WHAT IS NEEDED:
Copy out each line from the start of the material below until the line with "pub struct ChangedLineQuery", that line included.

===== SOURCE INFORMATION =====

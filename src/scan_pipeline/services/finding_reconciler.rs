use crate::scan_pipeline::domain::{
    ChangedFile, CommitRef, DiffHunk, Finding, FindingDetails, FindingQuery, LineRange,
};
use std::collections::HashMap;

/// What to do when several target findings share one `issueInstanceId`
#[derive(Debug, Clone, Copy, PartialEq, Eq, Default)]
pub enum DuplicateMatchPolicy {
    /// Match the duplicate with the lowest identifier
    #[default]
    LowestId,
    /// Treat the identity as ambiguous and leave the source finding unmatched
    Skip,
}

/// One finding query per changed-line range of a file in a commit
#[derive(Debug, Clone, PartialEq, Eq)]
pub struct ChangedLineQuery {
    pub file: String,
    pub range: LineRange,
    pub query: FindingQuery,
}

/// A finding located inside a changed-line range of a commit
#[derive(Debug, Clone, PartialEq, Eq)]
pub struct MatchedFinding {
    pub finding_id: u64,
    pub file: String,
    pub range: LineRange,
    pub details: FindingDetails,
}

impl MatchedFinding {
    /// Line the review comment anchors to: the reported line, else the range start
    pub fn line(&self) -> u32 {
        self.details.line_number.unwrap_or(self.range.start())
    }
}

#[derive(Debug, Clone, PartialEq, Eq)]
pub struct CommitMatches {
    pub commit: CommitRef,
    pub matches: Vec<MatchedFinding>,
    /// Files whose findings could not be read; their matches are missing
    pub warnings: Vec<String>,
}

/// Matches findings by their version-stable `issueInstanceId`
#[derive(Debug, Clone, Copy, Default)]
pub struct FindingReconciler {
    duplicate_policy: DuplicateMatchPolicy,
}

impl FindingReconciler {
    pub fn new(duplicate_policy: DuplicateMatchPolicy) -> Self {
        Self { duplicate_policy }
    }

    pub fn duplicate_policy(&self) -> DuplicateMatchPolicy {
        self.duplicate_policy
    }

    /// Rewrites source findings into handles valid for the target version.
    ///
    /// Each source finding takes the `id` and `revision` of the target finding
    /// with the same `issueInstanceId`. Source findings without a counterpart
    /// are dropped, so the result is never longer than `source`.
    pub fn transpose(&self, source: Vec<Finding>, target: &[Finding]) -> Vec<Finding> {
        let index = self.index_target(target);
        source
            .into_iter()
            .filter_map(|mut finding| {
                let counterpart = index.get(finding.issue_instance_id.as_str())?;
                finding.id = counterpart.id;
                finding.revision = counterpart.revision;
                Some(finding)
            })
            .collect()
    }

    fn index_target<'t>(&self, target: &'t [Finding]) -> HashMap<&'t str, &'t Finding> {
        let mut buckets: HashMap<&str, Vec<&Finding>> = HashMap::new();
        for finding in target {
            buckets
                .entry(finding.issue_instance_id.as_str())
                .or_default()
                .push(finding);
        }

        buckets
            .into_iter()
            .filter_map(|(iid, candidates)| {
                if candidates.len() == 1 {
                    return Some((iid, candidates[0]));
                }
                match self.duplicate_policy {
                    DuplicateMatchPolicy::LowestId => {
                        let chosen = candidates.iter().min_by_key(|f| f.id).copied()?;
                        tracing::warn!(
                            issue_instance_id = iid,
                            candidates = candidates.len(),
                            chosen_id = chosen.id,
                            "duplicate issueInstanceId in target version, using lowest id"
                        );
                        Some((iid, chosen))
                    }
                    DuplicateMatchPolicy::Skip => {
                        tracing::warn!(
                            issue_instance_id = iid,
                            candidates = candidates.len(),
                            "duplicate issueInstanceId in target version, skipping"
                        );
                        None
                    }
                }
            })
            .collect()
    }

    /// Builds the finding queries for every hunk of every file in `commit`.
    ///
    /// Files without a patch and hunks that cannot be parsed yield nothing.
    pub fn changed_line_queries(commit: &CommitRef, files: &[ChangedFile]) -> Vec<ChangedLineQuery> {
        files
            .iter()
            .filter_map(|file| file.patch.as_deref().map(|patch| (file, patch)))
            .flat_map(|(file, patch)| {
                DiffHunk::parse_patch(patch)
                    .into_iter()
                    .map(move |hunk| ChangedLineQuery {
                        file: file.filename.clone(),
                        range: hunk.range,
                        query: FindingQuery::changed_lines(&file.filename, hunk.range, &commit.sha),
                    })
            })
            .collect()
    }

    /// Whether a finding returned for `range` really lies inside it.
    /// Findings without a reported line are kept.
    pub fn within_range(range: LineRange, details: &FindingDetails) -> bool {
        details.line_number.map_or(true, |line| range.contains(line))
    }
}
/// Adapters layer - Infrastructure implementations
///
/// This layer contains concrete implementations of the ports,
/// providing the actual integration with external systems.
pub mod outbound;
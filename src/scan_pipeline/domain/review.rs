use super::remote_job::RemoteJob;
use serde::Serialize;

/// Identifies the pull request under review and the workflow job running us
#[derive(Debug, Clone, PartialEq, Eq)]
pub struct PullRequestContext {
    pub owner: String,
    pub repo: String,
    pub number: u64,
    /// Branch name of the pull request head
    pub head_ref: String,
    pub run_id: u64,
    /// Check name of the current job; sibling runs share it
    pub job: String,
}

impl PullRequestContext {
    pub fn slug(&self) -> String {
        format!("{}/{}#{}", self.owner, self.repo, self.number)
    }
}

#[derive(Debug, Clone, PartialEq, Eq)]
pub struct CommitRef {
    pub sha: String,
    pub message: String,
}

impl CommitRef {
    pub fn short_sha(&self) -> &str {
        short_sha(&self.sha)
    }
}

/// First seven characters of a commit SHA
pub fn short_sha(sha: &str) -> &str {
    sha.get(..7).unwrap_or(sha)
}

/// A file touched by a commit, with its unified-diff patch when the
/// platform provides one (binary and very large files have none)
#[derive(Debug, Clone, PartialEq, Eq)]
pub struct ChangedFile {
    pub filename: String,
    pub patch: Option<String>,
}

#[derive(Debug, Clone, PartialEq, Eq)]
pub struct CheckRun {
    pub id: u64,
    pub name: String,
    pub status: String,
}

impl RemoteJob for CheckRun {
    fn status(&self) -> &str {
        &self.status
    }
}

/// An inline review comment anchored to a file line
#[derive(Debug, Clone, PartialEq, Eq, Serialize)]
pub struct ReviewComment {
    pub path: String,
    pub line: u32,
    pub body: String,
}

#[cfg(test)]
mod tests {
    use super::*;

    #[test]
    fn test_short_sha() {
        let commit = CommitRef {
            sha: "0123456789abcdef".to_string(),
            message: "fix".to_string(),
        };
        assert_eq!(commit.short_sha(), "0123456");
        assert_eq!(short_sha("abc"), "abc");
    }

    #[test]
    fn test_slug() {
        let context = PullRequestContext {
            owner: "acme".to_string(),
            repo: "shop".to_string(),
            number: 12,
            head_ref: "feature/login".to_string(),
            run_id: 1,
            job: "security".to_string(),
        };
        assert_eq!(context.slug(), "acme/shop#12");
    }
}
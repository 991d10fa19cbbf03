/// A folder of a filter set (e.g. a severity bucket such as "Critical")
#[derive(Debug, Clone, PartialEq, Eq)]
pub struct Folder {
    pub guid: String,
    pub name: String,
}

/// A named grouping configuration partitioning findings into folders
#[derive(Debug, Clone, PartialEq, Eq)]
pub struct FilterSet {
    pub guid: String,
    pub name: String,
    pub folders: Vec<Folder>,
}

impl FilterSet {
    pub fn folder_names(&self) -> Vec<&str> {
        self.folders.iter().map(|f| f.name.as_str()).collect()
    }
}

/// Number of findings grouped under one folder
#[derive(Debug, Clone, PartialEq, Eq)]
pub struct FolderCount {
    pub folder: String,
    pub total_count: u64,
}

impl FolderCount {
    pub fn new(folder: impl Into<String>, total_count: u64) -> Self {
        Self {
            folder: folder.into(),
            total_count,
        }
    }

    /// Count for `folder` in a grouping result, 0 when the folder is absent
    pub fn count_for(counts: &[FolderCount], folder: &str) -> u64 {
        counts
            .iter()
            .find(|c| c.folder == folder)
            .map(|c| c.total_count)
            .unwrap_or(0)
    }
}

/// Restricts which findings are counted in a folder grouping
#[derive(Debug, Clone, Default, PartialEq, Eq)]
pub struct IssueQuery {
    pub new_only: bool,
    pub analysis_type: Option<String>,
}

impl IssueQuery {
    pub fn all() -> Self {
        Self::default()
    }

    pub fn new_issues() -> Self {
        Self {
            new_only: true,
            analysis_type: None,
        }
    }

    pub fn with_analysis_type(mut self, analysis_type: impl Into<String>) -> Self {
        self.analysis_type = Some(analysis_type.into());
        self
    }

    /// Search expression understood by the issue search endpoint,
    /// `None` when nothing restricts the query.
    pub fn search_expression(&self) -> Option<String> {
        let mut terms = Vec::new();
        if self.new_only {
            terms.push("[issue age]:NEW".to_string());
        }
        if let Some(analysis_type) = &self.analysis_type {
            let engine = match analysis_type.as_str() {
                "SAST" => "SCA",
                "DAST" => "WEBINSPECT",
                other => other,
            };
            terms.push(format!("[analysis type]:{}", engine));
        }
        if terms.is_empty() {
            None
        } else {
            Some(terms.join(" AND "))
        }
    }
}
use crate::scan_pipeline::domain::JobState;

/// Status vocabulary of one kind of remote job.
///
/// Each remote operation reports progress with its own strings. A
/// vocabulary sorts them into pending, success and failure; anything it does
/// not list falls back to `unlisted`.
#[derive(Debug, Clone, Copy, PartialEq, Eq)]
pub struct TerminalVocabulary {
    pub success: &'static [&'static str],
    pub failure: &'static [&'static str],
    pub pending: &'static [&'static str],
    pub unlisted: JobState,
}

impl TerminalVocabulary {
    /// SAST scan execution on the scan service
    pub const SCAN_EXECUTION: Self = Self {
        success: &["COMPLETED"],
        failure: &["FAILED", "FAULTED", "CANCELED", "TIMEOUT", "ABORTED"],
        pending: &["PENDING", "QUEUED", "RUNNING", "UNKNOWN_PENDING"],
        unlisted: JobState::Unknown,
    };

    /// Processing of an uploaded artifact
    pub const ARTIFACT_PROCESSING: Self = Self {
        success: &["PROCESS_COMPLETE"],
        failure: &[
            "ERROR_PROCESSING",
            "REQUIRE_AUTH",
            "ERROR_DISPATCH",
            "DELETING",
            "DELETED",
            "ERROR_DELETING",
            "PURGING",
            "PURGED",
            "ERROR_PURGING",
        ],
        pending: &[
            "SCHED_PROCESSING",
            "PROCESSING",
            "PROCESSED",
            "QUEUED_ANALYSIS",
            "REQUEUED_ANALYSIS",
            "DISPATCH_ANALYSIS",
            "DISPATCH_REAUDIT",
        ],
        unlisted: JobState::Unknown,
    };

    /// Version commit: the read-back either says committed or the commit failed
    pub const VERSION_COMMIT: Self = Self {
        success: &["COMMITTED"],
        failure: &[],
        pending: &[],
        unlisted: JobState::Failed,
    };

    /// Check runs of a pull request commit; any non-pending status is final
    pub const CHECK_RUN: Self = Self {
        success: &["completed"],
        failure: &[],
        pending: &[
            "stale",
            "in_progress",
            "queued",
            "requested",
            "waiting",
            "pending",
        ],
        unlisted: JobState::Succeeded,
    };

    pub fn classify(&self, status: &str) -> JobState {
        if self.success.contains(&status) {
            JobState::Succeeded
        } else if self.failure.contains(&status) {
            JobState::Failed
        } else if self.pending.contains(&status) {
            JobState::Pending
        } else {
            self.unlisted
        }
    }
}

#[cfg(test)]
mod tests {
    use super::*;

    #[test]
    fn test_scan_execution_vocabulary() {
        let vocab = TerminalVocabulary::SCAN_EXECUTION;
        assert_eq!(vocab.classify("PENDING"), JobState::Pending);
        assert_eq!(vocab.classify("RUNNING"), JobState::Pending);
        assert_eq!(vocab.classify("COMPLETED"), JobState::Succeeded);
        assert_eq!(vocab.classify("FAILED"), JobState::Failed);
        assert_eq!(vocab.classify("SOMETHING_NEW"), JobState::Unknown);
    }

    #[test]
    fn test_artifact_processing_vocabulary() {
        let vocab = TerminalVocabulary::ARTIFACT_PROCESSING;
        assert_eq!(vocab.classify("SCHED_PROCESSING"), JobState::Pending);
        assert_eq!(vocab.classify("PROCESS_COMPLETE"), JobState::Succeeded);
        assert_eq!(vocab.classify("ERROR_PROCESSING"), JobState::Failed);
        assert_eq!(vocab.classify(""), JobState::Unknown);
    }

    #[test]
    fn test_version_commit_vocabulary() {
        let vocab = TerminalVocabulary::VERSION_COMMIT;
        assert_eq!(vocab.classify("COMMITTED"), JobState::Succeeded);
        assert_eq!(vocab.classify("UNCOMMITTED"), JobState::Failed);
    }

    #[test]
    fn test_check_run_vocabulary() {
        let vocab = TerminalVocabulary::CHECK_RUN;
        assert_eq!(vocab.classify("in_progress"), JobState::Pending);
        assert_eq!(vocab.classify("completed"), JobState::Succeeded);
        assert_eq!(vocab.classify("action_required"), JobState::Succeeded);
    }
}
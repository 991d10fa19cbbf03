use crate::scan_pipeline::domain::{
    AttributeAssignment, GateAction, PullRequestContext, VersionRef,
};
use crate::scan_pipeline::services::{DuplicateMatchPolicy, PollPolicy};
use std::time::Duration;

/// Filter set used for the gate and the summary when none is configured
pub const DEFAULT_FILTER_SET: &str = "Security Auditor View";

/// Poll intervals of the remote operations and the shared attempt ceiling
#[derive(Debug, Clone, Copy, PartialEq, Eq)]
pub struct PollSettings {
    pub scan_interval: Duration,
    pub artifact_interval: Duration,
    pub checks_interval: Duration,
    /// `None` polls until the remote side reports a terminal status
    pub max_attempts: Option<u32>,
}

impl PollSettings {
    pub fn scan_policy(&self) -> PollPolicy {
        PollPolicy::new(self.scan_interval).with_max_attempts(self.max_attempts)
    }

    pub fn artifact_policy(&self) -> PollPolicy {
        PollPolicy::new(self.artifact_interval).with_max_attempts(self.max_attempts)
    }

    pub fn checks_policy(&self) -> PollPolicy {
        PollPolicy::new(self.checks_interval).with_max_attempts(self.max_attempts)
    }

    /// The commit read-back is either committed or failed, so one check decides it
    pub fn commit_policy(&self) -> PollPolicy {
        PollPolicy::new(Duration::ZERO).with_max_attempts(Some(1))
    }
}

impl Default for PollSettings {
    fn default() -> Self {
        Self {
            scan_interval: Duration::from_secs(60),
            artifact_interval: Duration::from_secs(10),
            checks_interval: Duration::from_secs(60),
            max_attempts: None,
        }
    }
}

/// Target version and how to seed it
#[derive(Debug, Clone, PartialEq, Eq)]
pub struct ProvisionRequest {
    pub target: VersionRef,
    /// Baseline version whose state (and optionally findings) is copied
    pub source: Option<VersionRef>,
    pub copy_vulnerabilities: bool,
    pub issue_template: Option<String>,
    pub attributes: Vec<AttributeAssignment>,
}

impl ProvisionRequest {
    pub fn new(target: VersionRef) -> Self {
        Self {
            target,
            source: None,
            copy_vulnerabilities: false,
            issue_template: None,
            attributes: Vec::new(),
        }
    }
}

#[derive(Debug, Clone, Default, PartialEq, Eq)]
pub struct ScanRequest {
    /// Options passed through to the source packager
    pub build_options: Vec<String>,
}

/// Custom tag written on the findings introduced by the scan
#[derive(Debug, Clone, PartialEq, Eq)]
pub struct TagRequest {
    pub tag_guid: String,
    /// Commit SHA used as the tag value
    pub value: String,
}

#[derive(Debug, Clone, PartialEq, Eq)]
pub struct GateRequest {
    pub filter_set: String,
    pub action: GateAction,
}

impl Default for GateRequest {
    fn default() -> Self {
        Self {
            filter_set: DEFAULT_FILTER_SET.to_string(),
            action: GateAction::default(),
        }
    }
}

/// PipelineRequest - Resolved configuration of one pipeline run
///
/// Built once from the config file, flags and environment, then passed
/// by reference to every stage.
#[derive(Debug, Clone)]
pub struct PipelineRequest {
    pub provision: ProvisionRequest,
    /// `None` skips the scan stages and goes straight to the gate
    pub sast_scan: Option<ScanRequest>,
    pub tagging: Option<TagRequest>,
    pub gate: GateRequest,
    pub summary_filter_set: String,
    /// Set when the run was triggered by a pull request
    pub pull_request: Option<PullRequestContext>,
    /// Base URL of the security management web interface, for links
    pub service_url: String,
    pub poll: PollSettings,
    pub max_concurrency: usize,
    pub duplicate_policy: DuplicateMatchPolicy,
}

impl PipelineRequest {
    pub fn new(provision: ProvisionRequest, service_url: impl Into<String>) -> Self {
        Self {
            provision,
            sast_scan: None,
            tagging: None,
            gate: GateRequest::default(),
            summary_filter_set: DEFAULT_FILTER_SET.to_string(),
            pull_request: None,
            service_url: service_url.into(),
            poll: PollSettings::default(),
            max_concurrency: 8,
            duplicate_policy: DuplicateMatchPolicy::default(),
        }
    }

    /// Link to the audit page of a version, optionally filtered
    pub fn version_url(&self, version_id: u64) -> String {
        format!(
            "{}/html/ssc/version/{}/audit",
            self.service_url.trim_end_matches('/'),
            version_id
        )
    }
}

=====

OUTPUT OF THE EXERCISE:
filename src/scan_pipeline/services/finding_reconciler.rs
use crate::scan_pipeline::domain::{
    ChangedFile, CommitRef, DiffHunk, Finding, FindingDetails, FindingQuery, LineRange,
};
use std::collections::HashMap;

/// What to do when several target findings share one `issueInstanceId`
#[derive(Debug, Clone, Copy, PartialEq, Eq, Default)]
pub enum DuplicateMatchPolicy {
    /// Match the duplicate with the lowest identifier
    #[default]
    LowestId,
    /// Treat the identity as ambiguous and leave the source finding unmatched
    Skip,
}

/// One finding query per changed-line range of a file in a commit
#[derive(Debug, Clone, PartialEq, Eq)]
pub struct ChangedLineQuery {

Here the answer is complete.